Гестапо. Старика будут пытать. Это ужасно. А он говорит: «Предпочтительнее — арест людьми Мюллера». Но это же Александерплатц! Это камеры пыток, каких не знали инквизиторы, это фабрика ужасов. А ему уже за шестьдесят. Может быть, лучше, если первым придет Небе? Боже мой, о чем он думает! Но ведь старик уверен, что он еще поборется. Он считает, что еще не все окончено. А ведь все это Эккерт делает ради него, Пауля.

Всплыла в памяти полузабытая картинка из далекого-далекого детства. Они с отцом идут по знойному, опаленному солнцем жнивью. Пшеница уже скошена и лежит валками в ожидании, когда люди придут и навяжут из нее снопов. Духмяно пахнет полынью, и серебристо поблескивает в зарослях лозняка подсохший за лето Дон. И вдруг прямо из-под ног у них выскочила птица. Видно, косилка чуть повредила ей крыло. Следом за ней капельками остается на земле кровь. Птица бежит, испуганно вскрикивая. Отец сказал тогда бросившемуся за птицей сыну: «Митя, не беги… Это она от деток тебя ведет… Выводок здесь рядом…»

И правда, в трех шагах, в небольшой выемке, нашел он тогда несколько маленьких перепелят. Не тронул их, пожалел старого перепела, жалобно вскрикивавшего в двадцати метрах от своего гнезда.

Сейчас поступок Эккерта казался ему чем-то похожим на поступок раненой птицы. Любой ценой, любой мерой заплатить за безопасность товарища, за возможность для него и дальше выполнять задания Родины.

Старик беспокоится о семье сына. Его понять можно. Сегодня утром Пауль поехал в Рейникендорф. Он хотел хоть издали глянуть на жену Гомана и его сына. В лавочке зеленщика узнал, что Гоман снимает комнату у местного фашистского активиста Гельмута Шепке, разводящего и сбывающего рассаду ранней капусты. Оставив машину за углом, Пауль зашел в ворота дома, спрятавшегося за низко нависшими ветвями старой липы.

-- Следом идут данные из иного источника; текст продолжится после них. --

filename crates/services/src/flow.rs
use rand::Rng;
use tracing::debug;

use sifir_core::model::{Difficulty, HallOfFameEntry};

use crate::error::FlowError;
use crate::hall_of_fame::HallOfFameService;
use crate::questions::QuestionSetBuilder;
use crate::session::GameSession;

/// Orchestrates the lifetime of game sessions and the hall of fame.
///
/// Holds at most one active session. Starting, restarting, or quitting
/// invalidates the outgoing session first, so any feedback callback it
/// still owes is dead before the replacement exists. A finished session's
/// score can be saved exactly once.
pub struct GameFlow {
    session: Option<GameSession>,
    saved: bool,
    hall_of_fame: HallOfFameService,
}

impl GameFlow {
    #[must_use]
    pub fn new(hall_of_fame: HallOfFameService) -> Self {
        Self {
            session: None,
            saved: false,
            hall_of_fame,
        }
    }

    #[must_use]
    pub fn session(&self) -> Option<&GameSession> {
        self.session.as_ref()
    }

    #[must_use]
    pub fn session_mut(&mut self) -> Option<&mut GameSession> {
        self.session.as_mut()
    }

    #[must_use]
    pub fn hall_of_fame(&self) -> &HallOfFameService {
        &self.hall_of_fame
    }

    /// Start a practice session on the given table.
    ///
    /// # Errors
    ///
    /// Returns `FlowError::Build` for an out-of-domain table.
    pub fn start_practice(
        &mut self,
        table: u32,
        difficulty: Difficulty,
        rng: &mut impl Rng,
    ) -> Result<&GameSession, FlowError> {
        let questions = QuestionSetBuilder::practice(table, difficulty).build(rng)?;
        debug!(table, %difficulty, "starting practice session");
        self.install(GameSession::practice(table, difficulty, questions)?)
    }

    /// Start a memorize session over `[low, high]`.
    ///
    /// # Errors
    ///
    /// Returns `FlowError::Build` for an invalid range.
    pub fn start_memorize(
        &mut self,
        low: u32,
        high: u32,
        rng: &mut impl Rng,
    ) -> Result<&GameSession, FlowError> {
        let questions = QuestionSetBuilder::memorize(low, high).build(rng)?;
        debug!(low, high, "starting memorize session");
        self.install(GameSession::memorize(low, high, questions)?)
    }

    /// Replay the current session's configuration with fresh questions.
    ///
    /// # Errors
    ///
    /// Returns `FlowError::NoSession` when nothing is active or the
    /// active session carries no replayable configuration.
    pub fn restart(&mut self, rng: &mut impl Rng) -> Result<&GameSession, FlowError> {
        let session = self.session.as_ref().ok_or(FlowError::NoSession)?;
        match (session.selected_sifir(), session.difficulty(), session.range()) {
            (Some(table), Some(difficulty), _) => self.start_practice(table, difficulty, rng),
            (_, _, Some((low, high))) => self.start_memorize(low, high, rng),
            _ => Err(FlowError::NoSession),
        }
    }

    /// Abandon the active session and return to the menu.
    pub fn quit(&mut self) {
        if let Some(session) = self.session.as_mut() {
            session.invalidate();
        }
        self.session = None;
        self.saved = false;
    }

    /// Save the finished session's score under the given player name.
    ///
    /// # Errors
    ///
    /// Returns `FlowError::NoSession` with no active session,
    /// `FlowError::NotFinished` before the last answer,
    /// `FlowError::AlreadySaved` on a second attempt, and
    /// `FlowError::HallOfFame` for an invalid name.
    pub fn save_score(&mut self, name: &str) -> Result<&HallOfFameEntry, FlowError> {
        let session = self.session.as_ref().ok_or(FlowError::NoSession)?;
        let result = session.result().ok_or(FlowError::NotFinished)?;
        if self.saved {
            return Err(FlowError::AlreadySaved);
        }

        let entry = self.hall_of_fame.append(name, &result)?;
        self.saved = true;
        Ok(entry)
    }

    fn install(&mut self, session: GameSession) -> Result<&GameSession, FlowError> {
        if let Some(old) = self.session.as_mut() {
            old.invalidate();
        }
        self.saved = false;
        Ok(self.session.insert(session))
    }
}

//
// ─── TESTS ─────────────────────────────────────────────────────────────────────
//

#[cfg(test)]
mod tests {
    use super::*;
    use rand::SeedableRng;
    use rand::rngs::StdRng;
    use sifir_core::model::GameMode;
    use sifir_core::time::fixed_clock;
    use std::sync::Arc;
    use storage::repository::InMemoryStore;

    fn flow() -> GameFlow {
        let store = InMemoryStore::new();
        GameFlow::new(HallOfFameService::open(Arc::new(store), fixed_clock()))
    }

    fn answer_all_correctly(flow: &mut GameFlow) {
        loop {
            let session = flow.session_mut().expect("active session");
            let Some(question) = session.current_question() else {
                break;
            };
            let answer = question.answer();
            let selection = session.select(answer).expect("selection accepted");
            session.advance(selection.advance);
        }
    }

    #[test]
    fn restart_replays_the_practice_configuration() {
        let mut rng = StdRng::seed_from_u64(4);
        let mut flow = flow();
        flow.start_practice(9, Difficulty::Hard, &mut rng).unwrap();
        answer_all_correctly(&mut flow);

        let session = flow.restart(&mut rng).unwrap();
        assert_eq!(session.selected_sifir(), Some(9));
        assert_eq!(session.difficulty(), Some(Difficulty::Hard));
        assert!(!session.is_over());
        assert_eq!(session.score(), 0);
    }

    #[test]
    fn restart_replays_the_memorize_configuration() {
        let mut rng = StdRng::seed_from_u64(8);
        let mut flow = flow();
        flow.start_memorize(3, 6, &mut rng).unwrap();

        let session = flow.restart(&mut rng).unwrap();
        assert_eq!(session.mode(), GameMode::Memorize);
        assert_eq!(session.range(), Some((3, 6)));
    }

    #[test]
    fn restart_without_a_session_fails() {
        let mut rng = StdRng::seed_from_u64(1);
        let mut flow = flow();
        assert!(matches!(
            flow.restart(&mut rng).unwrap_err(),
            FlowError::NoSession
        ));
    }

    #[test]
    fn quit_discards_the_session() {
        let mut rng = StdRng::seed_from_u64(2);
        let mut flow = flow();
        flow.start_practice(5, Difficulty::Easy, &mut rng).unwrap();
        flow.quit();
        assert!(flow.session().is_none());
    }

    #[test]
    fn stale_token_from_quit_session_cannot_touch_the_next_one() {
        let mut rng = StdRng::seed_from_u64(6);
        let mut flow = flow();
        flow.start_practice(5, Difficulty::Easy, &mut rng).unwrap();
        let stale = {
            let session = flow.session_mut().unwrap();
            let answer = session.current_question().unwrap().answer();
            session.select(answer).unwrap().advance
        };
        flow.quit();

        flow.start_practice(6, Difficulty::Easy, &mut rng).unwrap();
        let session = flow.session_mut().unwrap();
        assert!(!session.advance(stale));
        assert_eq!(session.current_index(), 0);
    }

    #[test]
    fn save_requires_a_finished_session() {
        let mut rng = StdRng::seed_from_u64(3);
        let mut flow = flow();

        assert!(matches!(
            flow.save_score("Ada").unwrap_err(),
            FlowError::NoSession
        ));

        flow.start_practice(5, Difficulty::Easy, &mut rng).unwrap();
        assert!(matches!(
            flow.save_score("Ada").unwrap_err(),
            FlowError::NotFinished
        ));
    }

    #[test]
    fn save_is_latched_to_one_entry_per_session() {
        let mut rng = StdRng::seed_from_u64(5);
        let mut flow = flow();
        flow.start_practice(5, Difficulty::Easy, &mut rng).unwrap();
        answer_all_correctly(&mut flow);

        flow.save_score("Ada").unwrap();
        assert!(matches!(
            flow.save_score("Ada").unwrap_err(),
            FlowError::AlreadySaved
        ));
        assert_eq!(flow.hall_of_fame().entries().len(), 1);

        // A fresh session resets the latch.
        flow.restart(&mut rng).unwrap();
        answer_all_correctly(&mut flow);
        flow.save_score("Ada").unwrap();
        assert_eq!(flow.hall_of_fame().entries().len(), 2);
    }
}
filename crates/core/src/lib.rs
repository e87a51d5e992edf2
#![forbid(unsafe_code)]

pub mod model;
pub mod time;

pub use time::Clock;
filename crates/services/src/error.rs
//! Shared error types for the services crate.

use thiserror::Error;

use sifir_core::model::{EntryError, QuestionError};

/// Errors emitted while building a question set.
#[derive(Debug, Error, Clone, PartialEq, Eq)]
#[non_exhaustive]
pub enum BuildError {
    #[error("practice table must be between 2 and 12, got {0}")]
    TableOutOfRange(u32),

    #[error("range bound must be between 2 and 12, got {0}")]
    RangeOutOfDomain(u32),

    #[error("invalid range: low {low} is greater than high {high}")]
    EmptyRange { low: u32, high: u32 },

    #[error(transparent)]
    Question(#[from] QuestionError),
}

/// Errors emitted by the session state machine.
#[derive(Debug, Error, Clone, PartialEq, Eq)]
#[non_exhaustive]
pub enum SessionError {
    #[error("no questions available for session")]
    Empty,
}

/// Errors emitted by the hall-of-fame service.
#[derive(Debug, Error)]
#[non_exhaustive]
pub enum HallOfFameError {
    #[error(transparent)]
    Entry(#[from] EntryError),
}

/// Errors emitted by the game flow orchestrator.
#[derive(Debug, Error)]
#[non_exhaustive]
pub enum FlowError {
    #[error("no active session")]
    NoSession,

    #[error("session is not finished")]
    NotFinished,

    #[error("score has already been saved for this session")]
    AlreadySaved,

    #[error(transparent)]
    Build(#[from] BuildError),

    #[error(transparent)]
    Session(#[from] SessionError),

    #[error(transparent)]
    HallOfFame(#[from] HallOfFameError),
}
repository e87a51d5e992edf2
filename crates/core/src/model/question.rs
use thiserror::Error;

//
// ─── ERRORS ────────────────────────────────────────────────────────────────────
//

/// Errors raised when constructing a question with broken invariants.
#[derive(Debug, Error, Clone, PartialEq, Eq)]
#[non_exhaustive]
pub enum QuestionError {
    #[error("multiplier must be between 1 and 10, got {0}")]
    MultiplierOutOfRange(u32),

    #[error("multiplicand must be at least 1, got {0}")]
    MultiplicandOutOfRange(u32),

    #[error("option list must have between 2 and 4 choices, got {0}")]
    BadOptionCount(usize),

    #[error("option list does not contain the answer {0}")]
    MissingAnswer(u32),

    #[error("option list contains a duplicate value: {0}")]
    DuplicateOption(u32),
}

//
// ─── QUESTION ──────────────────────────────────────────────────────────────────
//

/// A single multiplication question with its multiple-choice options.
///
/// The answer is derived once from the two factors at construction and
/// never recomputed. Instances are immutable; a session owns its questions
/// and discards them when it ends.
#[derive(Debug, Clone, PartialEq, Eq)]
pub struct Question {
    multiplier: u32,
    multiplicand: u32,
    answer: u32,
    options: Vec<u32>,
}

impl Question {
    /// Create a question from its factors and pre-generated options.
    ///
    /// # Errors
    ///
    /// Returns `QuestionError` if a factor is out of domain, if the option
    /// list is missing the answer, has a bad size, or contains duplicates.
    pub fn new(multiplier: u32, multiplicand: u32, options: Vec<u32>) -> Result<Self, QuestionError> {
        if !(1..=10).contains(&multiplier) {
            return Err(QuestionError::MultiplierOutOfRange(multiplier));
        }
        if multiplicand == 0 {
            return Err(QuestionError::MultiplicandOutOfRange(multiplicand));
        }
        if !(2..=4).contains(&options.len()) {
            return Err(QuestionError::BadOptionCount(options.len()));
        }

        let answer = multiplier * multiplicand;
        if !options.contains(&answer) {
            return Err(QuestionError::MissingAnswer(answer));
        }
        for (i, value) in options.iter().enumerate() {
            if options[..i].contains(value) {
                return Err(QuestionError::DuplicateOption(*value));
            }
        }

        Ok(Self {
            multiplier,
            multiplicand,
            answer,
            options,
        })
    }

    #[must_use]
    pub fn multiplier(&self) -> u32 {
        self.multiplier
    }

    #[must_use]
    pub fn multiplicand(&self) -> u32 {
        self.multiplicand
    }

    /// The exact product of the two factors.
    #[must_use]
    pub fn answer(&self) -> u32 {
        self.answer
    }

    /// Answer choices in presentation order. Always contains `answer()`.
    #[must_use]
    pub fn options(&self) -> &[u32] {
        &self.options
    }

    /// Returns true if `value` is the correct answer.
    #[must_use]
    pub fn is_correct(&self, value: u32) -> bool {
        value == self.answer
    }

    /// Prompt text, e.g. `7 × 8 = ?`.
    #[must_use]
    pub fn prompt(&self) -> String {
        format!("{} × {} = ?", self.multiplier, self.multiplicand)
    }
}

//
// ─── TESTS ─────────────────────────────────────────────────────────────────────
//
#![forbid(unsafe_code)]

pub mod json_file;
pub mod repository;

pub use json_file::{JsonFileStore, STORAGE_KEY};
pub use repository::{HallOfFameRepository, InMemoryStore, StorageError};
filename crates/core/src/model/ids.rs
use serde::{Deserialize, Serialize};
use std::fmt;
use std::str::FromStr;
use uuid::Uuid;

/// Unique identifier for a hall-of-fame entry.
///
/// Entries carry an opaque random token so the persisted list can be
/// keyed without relying on name or position.
#[derive(Clone, Copy, PartialEq, Eq, Hash, PartialOrd, Ord, Serialize, Deserialize)]
#[serde(transparent)]
pub struct EntryId(Uuid);

impl EntryId {
    /// Creates a fresh random `EntryId`.
    #[must_use]
    pub fn random() -> Self {
        Self(Uuid::new_v4())
    }

    /// Returns the underlying UUID value.
    #[must_use]
    pub fn value(&self) -> Uuid {
        self.0
    }
}

impl fmt::Debug for EntryId {
    fn fmt(&self, f: &mut fmt::Formatter<'_>) -> fmt::Result {
        write!(f, "EntryId({})", self.0)
    }
}

impl fmt::Display for EntryId {
    fn fmt(&self, f: &mut fmt::Formatter<'_>) -> fmt::Result {
        write!(f, "{}", self.0)
    }
}

/// Error type for parsing an `EntryId` from string.
#[derive(Debug, Clone, PartialEq, Eq)]
pub struct ParseIdError;

impl fmt::Display for ParseIdError {
    fn fmt(&self, f: &mut fmt::Formatter<'_>) -> fmt::Result {
        write!(f, "failed to parse EntryId from string")
    }
}

impl std::error::Error for ParseIdError {}

impl FromStr for EntryId {
    type Err = ParseIdError;

    fn from_str(s: &str) -> Result<Self, Self::Err> {
        Uuid::parse_str(s).map(EntryId).map_err(|_| ParseIdError)
    }
}
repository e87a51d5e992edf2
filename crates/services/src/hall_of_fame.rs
use std::sync::Arc;
use tracing::{debug, warn};

use sifir_core::Clock;
use sifir_core::model::{EntryId, GameMode, HallOfFameEntry};
use storage::repository::HallOfFameRepository;

use crate::error::HallOfFameError;
use crate::session::SessionResult;

/// Rank entries for display: filter by exact mode, best score ratio
/// first, more recent date breaking ties, at most `n` results.
///
/// Pure over its input so ranking is testable without any storage. The
/// stored sequence is never reordered; every call computes fresh.
#[must_use]
pub fn rank(entries: &[HallOfFameEntry], mode: GameMode, n: usize) -> Vec<HallOfFameEntry> {
    let mut ranked: Vec<HallOfFameEntry> = entries
        .iter()
        .filter(|e| e.mode() == mode)
        .cloned()
        .collect();
    ranked.sort_by(|a, b| {
        b.ratio()
            .total_cmp(&a.ratio())
            .then_with(|| b.date().cmp(&a.date()))
    });
    ranked.truncate(n);
    ranked
}

/// Process-wide hall-of-fame store.
///
/// Owns the in-memory entry sequence and a persistence adapter. Loads
/// once at startup and rewrites the whole sequence after every append;
/// both directions degrade gracefully when storage misbehaves.
pub struct HallOfFameService {
    entries: Vec<HallOfFameEntry>,
    repo: Arc<dyn HallOfFameRepository>,
    clock: Clock,
}

impl HallOfFameService {
    /// Open the hall of fame, loading persisted entries.
    ///
    /// A failed or corrupt load is not fatal: the condition is logged and
    /// the hall of fame starts empty.
    #[must_use]
    pub fn open(repo: Arc<dyn HallOfFameRepository>, clock: Clock) -> Self {
        let entries = match repo.load() {
            Ok(entries) => entries,
            Err(err) => {
                warn!(%err, "hall of fame load failed, starting empty");
                Vec::new()
            }
        };

        Self {
            entries,
            repo,
            clock,
        }
    }

    /// Entries in stored (append) order.
    #[must_use]
    pub fn entries(&self) -> &[HallOfFameEntry] {
        &self.entries
    }

    /// Top `n` entries for the given mode. See [`rank`].
    #[must_use]
    pub fn top_n(&self, mode: GameMode, n: usize) -> Vec<HallOfFameEntry> {
        rank(&self.entries, mode, n)
    }

    /// Append a finished session's result under the given player name.
    ///
    /// The entry is stamped with a fresh id and today's date, kept in
    /// memory, and the full sequence is rewritten to storage best-effort:
    /// a failed save is logged but the appended entry stays visible.
    ///
    /// # Errors
    ///
    /// Returns `HallOfFameError::Entry` when the name is empty or too
    /// long. Validation happens before anything is appended.
    pub fn append(
        &mut self,
        name: &str,
        result: &SessionResult,
    ) -> Result<&HallOfFameEntry, HallOfFameError> {
        let entry = HallOfFameEntry::new(
            EntryId::random(),
            name,
            result.score,
            result.total,
            result.mode,
            result.difficulty,
            result.selected_sifir,
            self.clock.today(),
        )?;

        debug!(name = entry.name(), score = entry.score(), total = entry.total(), mode = %entry.mode(), "appending hall of fame entry");
        let idx = self.entries.len();
        self.entries.push(entry);

        if let Err(err) = self.repo.save(&self.entries) {
            warn!(%err, "hall of fame save failed, entry kept in memory only");
        }

        Ok(&self.entries[idx])
    }
}

//
// ─── TESTS ─────────────────────────────────────────────────────────────────────
//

Навстречу ему вышел маленький толстый человек в полосатых гетрах. Недружелюбно спросил:

— Вам кого?

Пауль сунул ему в лицо удостоверение охранной службы. Человек залебезил, вытянул руку:

— Прошу в дом…

Пауль не двигался с места. Шепке побагровел, суетливо заморгал:

— Я прошу вас… Это для меня честь… Я сам являюсь уполномоченным по сбору средств на оснащение третьей гренадерской дивизии…

Пауль перебил его:

— Кому вы сдаете жилье?

Шепке забормотал:

— Это приличная семья… Правда, они не платят мне за комнату, но оба зарегистрированы в местном полицейском участке… Неужто они?..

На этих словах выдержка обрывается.